YOUR GOAL - Please copy every line from the following entries in which the word "PendingBrew" appears.

SUPPLIED RECORDS -
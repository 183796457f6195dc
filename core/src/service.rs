use std::path::Path;
use std::time::Duration;

use anyhow::Result;
use tracing::{debug, info, warn};

use crate::db::Database;
use crate::models::{
    Bean, Brew, BrewMethod, NewBean, NewBrew, OnboardingStatus, PendingBrew, Suggestion,
    UpdateBean,
};
use crate::remote::{SuggestionProvider, SuggestionRequest};
use crate::repo::{DeletedBean, FlushReport, MigrationReport, Repository};
use crate::rules;
use crate::store::{KeyValueStore, MemoryStore};
use crate::sync::{Reconciler, SlotTicket, SuggestionSlot};

/// Brews of one bean and method handed to the suggestion engines.
pub const HISTORY_LIMIT: usize = 5;

/// Ask the remote provider when it is configured, otherwise (or on any
/// failure) apply the local rules. Never fails.
pub async fn get_suggestion<P: SuggestionProvider>(
    provider: &P,
    history: &[Brew],
    method: BrewMethod,
    bean_name: &str,
) -> Suggestion {
    if provider.is_configured() {
        let request = SuggestionRequest {
            history,
            method,
            bean_name,
        };
        match provider.fetch_suggestion(&request).await {
            Ok(suggestion) if suggestion.method == method => return suggestion,
            Ok(suggestion) => warn!(
                expected = %method,
                got = %suggestion.method,
                "remote suggestion was for another method, using local rules"
            ),
            Err(e) => warn!("remote suggestion failed, using local rules: {e:#}"),
        }
    } else {
        debug!("no remote suggestion service configured");
    }
    rules::suggest(history, method)
}

#[derive(Debug, Clone, PartialEq)]
pub enum RecordOutcome {
    /// Written to the brew log. `suggestion` is the refreshed suggestion for
    /// the bean and method, if it could be stored.
    Saved {
        brew: Brew,
        suggestion: Option<Suggestion>,
    },
    /// Recorded while offline; waits in the pending queue.
    Queued(PendingBrew),
}

pub struct BrewService<S> {
    repo: Repository<S>,
    reconciler: Reconciler,
    slot: SuggestionSlot,
}

impl BrewService<Database> {
    /// Open the database and upgrade any legacy brews still in it.
    pub fn open(db_path: &Path, settle_delay: Duration) -> Result<Self> {
        let db = Database::open(db_path)?;
        let svc = Self::with_store(db, Reconciler::new(settle_delay, true));
        svc.migrate_brew_data()?;
        Ok(svc)
    }
}

impl BrewService<MemoryStore> {
    #[must_use]
    pub fn new_in_memory() -> Self {
        Self::with_store(MemoryStore::new(), Reconciler::default())
    }
}

impl<S: KeyValueStore> BrewService<S> {
    pub fn with_store(store: S, reconciler: Reconciler) -> Self {
        Self {
            repo: Repository::new(store),
            reconciler,
            slot: SuggestionSlot::new(),
        }
    }

    pub fn repo(&self) -> &Repository<S> {
        &self.repo
    }

    pub fn reconciler(&self) -> &Reconciler {
        &self.reconciler
    }

    pub fn is_online(&self) -> bool {
        self.reconciler.is_online()
    }

    // --- Beans ---

    pub fn create_bean(&self, new: NewBean) -> Result<Bean> {
        self.repo.create_bean(new)
    }

    pub fn get_beans(&self) -> Result<Vec<Bean>> {
        self.repo.get_beans()
    }

    pub fn resolve_bean(&self, id_or_name: &str) -> Result<Bean> {
        self.repo.resolve_bean(id_or_name)
    }

    pub fn update_bean(&self, id: &str, update: UpdateBean) -> Result<Bean> {
        self.repo.update_bean(id, update)
    }

    pub fn delete_bean(&self, id: &str) -> Result<DeletedBean> {
        self.repo.delete_bean(id)
    }

    // --- Brews ---

    pub fn get_brews_for_bean(&self, bean_id: &str) -> Result<Vec<Brew>> {
        self.repo.get_brews_for_bean(bean_id)
    }

    pub fn get_recent_brews(&self, limit: usize) -> Result<Vec<Brew>> {
        self.repo.get_recent_brews(limit)
    }

    pub fn delete_brew(&self, id: &str) -> Result<()> {
        self.repo.delete_brew(id)
    }

    pub fn get_pending_brews(&self) -> Result<Vec<PendingBrew>> {
        self.repo.get_pending_brews()
    }

    pub fn migrate_brew_data(&self) -> Result<MigrationReport> {
        self.repo.migrate_brew_data()
    }

    /// Save a brew. Online it goes to the log and the bean's suggestion for
    /// that method is refreshed; offline it is queued.
    pub async fn record_brew<P: SuggestionProvider>(
        &self,
        provider: &P,
        new: NewBrew,
    ) -> Result<RecordOutcome> {
        let brew = self.repo.prepare_brew(new)?;
        if !self.is_online() {
            let pending = self.repo.enqueue_pending_brew(brew)?;
            return Ok(RecordOutcome::Queued(pending));
        }

        let brew = self.repo.append_brew(brew)?;
        let suggestion = match self
            .refresh_suggestion(provider, &brew.bean_id, brew.method)
            .await
        {
            Ok(suggestion) => suggestion,
            Err(e) => {
                warn!(brew_id = %brew.id, "brew saved but suggestion refresh failed: {e:#}");
                None
            }
        };
        Ok(RecordOutcome::Saved { brew, suggestion })
    }

    // --- Suggestions ---

    /// Make `(bean_id, method)` the current selection. Suggestions requested
    /// for an earlier selection are dropped when they resolve.
    pub fn select(&self, bean_id: &str, method: BrewMethod) -> SlotTicket {
        self.slot.select(bean_id, method)
    }

    /// Compute and cache a fresh suggestion. `None` if the selection moved on
    /// while the request was in flight.
    pub async fn refresh_suggestion<P: SuggestionProvider>(
        &self,
        provider: &P,
        bean_id: &str,
        method: BrewMethod,
    ) -> Result<Option<Suggestion>> {
        let ticket = self.slot.select(bean_id, method);
        let bean = self.repo.get_bean(bean_id)?;
        let history = self.repo.recent_history(bean_id, method, HISTORY_LIMIT)?;

        let suggestion = get_suggestion(provider, &history, method, &bean.name).await;
        if !self.slot.is_current(&ticket) {
            debug!(bean_id, %method, "discarding suggestion for a stale selection");
            return Ok(None);
        }
        self.repo.save_bean_suggestion(bean_id, suggestion).map(Some)
    }

    /// Cached suggestion, or the local rules over the stored history when
    /// nothing is cached. Never touches the network.
    pub fn cached_suggestion(&self, bean_id: &str, method: BrewMethod) -> Result<Suggestion> {
        if let Some(cached) = self.repo.get_bean_suggestion(bean_id, method)? {
            return Ok(cached);
        }
        let history = self.repo.recent_history(bean_id, method, HISTORY_LIMIT)?;
        Ok(rules::suggest(&history, method))
    }

    /// Suggestion for the next brew. Offline, or when superseded, this is the
    /// cached one.
    pub async fn suggestion_for_bean<P: SuggestionProvider>(
        &self,
        provider: &P,
        bean_id: &str,
        method: BrewMethod,
    ) -> Result<Suggestion> {
        if !self.is_online() {
            debug!(bean_id, %method, "offline, using cached suggestion");
            return self.cached_suggestion(bean_id, method);
        }
        match self.refresh_suggestion(provider, bean_id, method).await? {
            Some(suggestion) => Ok(suggestion),
            None => self.cached_suggestion(bean_id, method),
        }
    }

    // --- Offline queue ---

    /// Feed a connectivity signal. On a reconnect that survives the settle
    /// delay, the pending queue is flushed.
    pub async fn on_connectivity_change(&self, online: bool) -> Result<Option<FlushReport>> {
        let Some(ticket) = self.reconciler.observe(online) else {
            return Ok(None);
        };
        if !self.reconciler.settle(ticket).await {
            return Ok(None);
        }
        self.flush_pending_brews()
    }

    /// Move pending brews into the log. `None` when another flush is running.
    pub fn flush_pending_brews(&self) -> Result<Option<FlushReport>> {
        let Some(_guard) = self.reconciler.try_begin_flush() else {
            debug!("flush already in progress");
            return Ok(None);
        };
        let report = self.repo.flush_pending_brews()?;
        if report.flushed > 0 {
            info!(flushed = report.flushed, "synced offline brews");
        }
        Ok(Some(report))
    }

    // --- Onboarding ---

    pub fn get_onboarding_status(&self) -> Result<OnboardingStatus> {
        self.repo.get_onboarding_status()
    }

    pub fn set_onboarding_status(&self, status: OnboardingStatus) -> Result<()> {
        self.repo.set_onboarding_status(status)
    }
}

EXERCISE RESPONSE -
    Bean, Brew, BrewMethod, NewBean, NewBrew, OnboardingStatus, PendingBrew, Suggestion,
    Queued(PendingBrew),
    pub fn get_pending_brews(&self) -> Result<Vec<PendingBrew>> {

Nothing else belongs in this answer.